So far, it seems that one approach is to use a li ion battery and a charger. Therefore I bouth a 14500 Li ion battery (AA sized, rated 1200mAh but, you know with chinese batteries this is not reliable) and a TP4056 circuit that comes with OUTPUT + and - pins. This is supposed to be able to charge the battery without overcharging it, while giving stable power to my circuit.

This is the charging module: This is the charging module

  • battery connected to pin B+ & B-
  • input provided to pin input + & -
  • output taken from OUT+ & OUT-

Basically, this works. The problem is that, after some times the battery is on charge, the board switch to "full charge reached" (blue pin), and, in a few seconds, switch back to "charging" (red pin), then again "charged" and so on.

The firmware used by the nodemcu has a deepsleep cycle of 2 sec, than it wakes up for ~40ms, then back to deepsleep. In the current version, the deepsleep uses 15 mA (please note, this is a terrible value for deepsleep, in the real use case it uses 200 uA) while taking 30-40mA when wake up. It seems to me that the charging board switch from "charged" to "charging" when the nodemcu wakes up.

A final note: I'm giving the 5V input to the charging module from an isolated 220ac-5vc converter, which is supposed to be able to provide 800mA. The charging board is supposed to manage and input current up to 1A. Could it be the problem?

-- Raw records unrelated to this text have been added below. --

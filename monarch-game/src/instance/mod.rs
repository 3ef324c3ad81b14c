//! The runnable game: state plus the RNG that drives it.
//!
//! [`GameInstance::advance`] is the only time-driven entry point. Commands
//! live in `commands`, the tick pipeline in `tick`, combat resolution in
//! `siege` and ruler travel in `movement`.

mod commands;
mod movement;
mod siege;
mod tick;
mod world;

use rand::SeedableRng;
use rand_chacha::ChaCha20Rng;

use crate::combat::{FrontierAttack, Sortie};
use crate::error::{CommandError, GameOver};
use crate::housing::GrowthModifier;
use crate::map::{Map, NodeId, Point};
use crate::population::SubjectType;
use crate::settings::GameSettings;
use crate::state::GameState;

/// A live game session. Not `Sync`-shared: callers serialise `advance` and
/// command calls themselves.
#[derive(Debug, Clone)]
pub struct GameInstance {
    state: GameState,
    rng: ChaCha20Rng,
}

impl GameInstance {
    /// Generate a new world from `settings`.
    #[must_use]
    pub fn new(settings: GameSettings) -> Self {
        let mut rng = settings
            .seed
            .map_or_else(ChaCha20Rng::from_entropy, ChaCha20Rng::seed_from_u64);
        let state = world::create_world(settings, &mut rng);
        Self { state, rng }
    }

    /// Resume a saved game. The RNG is not part of a snapshot, so a fresh
    /// entropy-seeded one is drawn.
    #[must_use]
    pub fn from_state(state: GameState) -> Self {
        Self::from_state_with_rng(state, ChaCha20Rng::from_entropy())
    }

    #[must_use]
    pub const fn from_state_with_rng(state: GameState, rng: ChaCha20Rng) -> Self {
        Self { state, rng }
    }

    #[must_use]
    pub fn into_state(self) -> GameState {
        self.state
    }

    #[must_use]
    pub const fn state(&self) -> &GameState {
        &self.state
    }

    /// Mutate the state directly, bypassing command validation.
    pub fn with_state_mut<F, R>(&mut self, f: F) -> R
    where
        F: FnOnce(&mut GameState) -> R,
    {
        f(&mut self.state)
    }

    #[must_use]
    pub const fn map(&self) -> &Map {
        &self.state.map
    }

    #[must_use]
    pub const fn outcome(&self) -> Option<GameOver> {
        self.state.outcome
    }

    // Queries ----------------------------------------------------------------

    #[must_use]
    pub fn is_frontier(&self, node: NodeId) -> bool {
        self.state.is_frontier(node)
    }

    #[must_use]
    pub fn can_capture(&self, node: NodeId) -> bool {
        self.check_capture(node).is_ok()
    }

    #[must_use]
    pub fn can_launch_sortie(&self, node: NodeId) -> bool {
        self.check_sortie(node).is_ok()
    }

    #[must_use]
    pub fn is_too_close_to_city(&self, node: NodeId) -> bool {
        self.state.is_too_close_to_city(node)
    }

    /// Whether the capital level allows the settlement at `node` to upgrade.
    #[must_use]
    pub fn is_settlement_upgrade_unlocked(&self, node: NodeId) -> bool {
        let capital_level = self.state.capital_level();
        self.state
            .settlement(node)
            .is_some_and(|s| s.is_upgrade_unlocked(capital_level))
    }

    #[must_use]
    pub fn defense_rating(&self, node: NodeId) -> u32 {
        self.state.defense_rating(node)
    }

    #[must_use]
    pub fn attack_at(&self, node: NodeId) -> Option<&FrontierAttack> {
        self.state.attacks.get(&node)
    }

    #[must_use]
    pub fn sortie_at(&self, node: NodeId) -> Option<&Sortie> {
        self.state.sorties.get(&node)
    }

    #[must_use]
    pub fn sortie_targeting(&self, target: NodeId) -> Option<(NodeId, &Sortie)> {
        self.state.sortie_targeting(target)
    }

    #[must_use]
    pub fn closest_explored_stronghold(&self, node: NodeId) -> Option<NodeId> {
        self.state.closest_explored_stronghold(node)
    }

    #[must_use]
    pub fn growth_modifier(&self) -> GrowthModifier {
        self.state.growth_modifier()
    }

    #[must_use]
    pub fn equipment_cost(&self, subject: SubjectType) -> u32 {
        self.state.equipment_cost(subject)
    }

    #[must_use]
    pub fn purse_max(&self) -> u32 {
        self.state.purse_max()
    }

    #[must_use]
    pub fn retinue_max(&self) -> u32 {
        self.state.retinue_max()
    }

    #[must_use]
    pub fn ruler_speed(&self) -> f64 {
        self.state.ruler_speed()
    }

    #[must_use]
    pub fn ruler_point(&self) -> Point {
        self.state.ruler_point()
    }

    #[must_use]
    pub fn ruler_node(&self) -> Option<NodeId> {
        self.state.ruler_node()
    }

    fn ensure_running(&self) -> Result<(), CommandError> {
        if self.state.is_over() {
            Err(CommandError::GameFinished)
        } else {
            Ok(())
        }
    }

    /// The node the ruler is standing on, or why there is none.
    fn ruler_location(&self) -> Result<NodeId, CommandError> {
        self.ensure_running()?;
        self.state.ruler_node().ok_or(CommandError::RulerInTransit)
    }

    fn ensure_known(&self, node: NodeId) -> Result<(), CommandError> {
        if self.state.map.contains(node) {
            Ok(())
        } else {
            Err(CommandError::UnknownNode(node))
        }
    }
}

15/12/2018 Edit: I realized the following circuit thanks to @RussellMcMahon comment below:

schematic

simulate this circuit – Schematic created using CircuitLab

TP2104 datasheet

This circuit work as intended:

  1. The voltage drop on vbat is reduced (with respect to using a diode)
  2. When PSU is available, no current is drawn from the battery

Well, actually "sort of"! When PSU is on, a very small amount of current (2.5uA) is drawn from the battery. Is it correct? Should I change something in this circuit, or given the fact this current is so small, should I just ignore that? May it be useful, the battery I am now using is rated 2200mAh.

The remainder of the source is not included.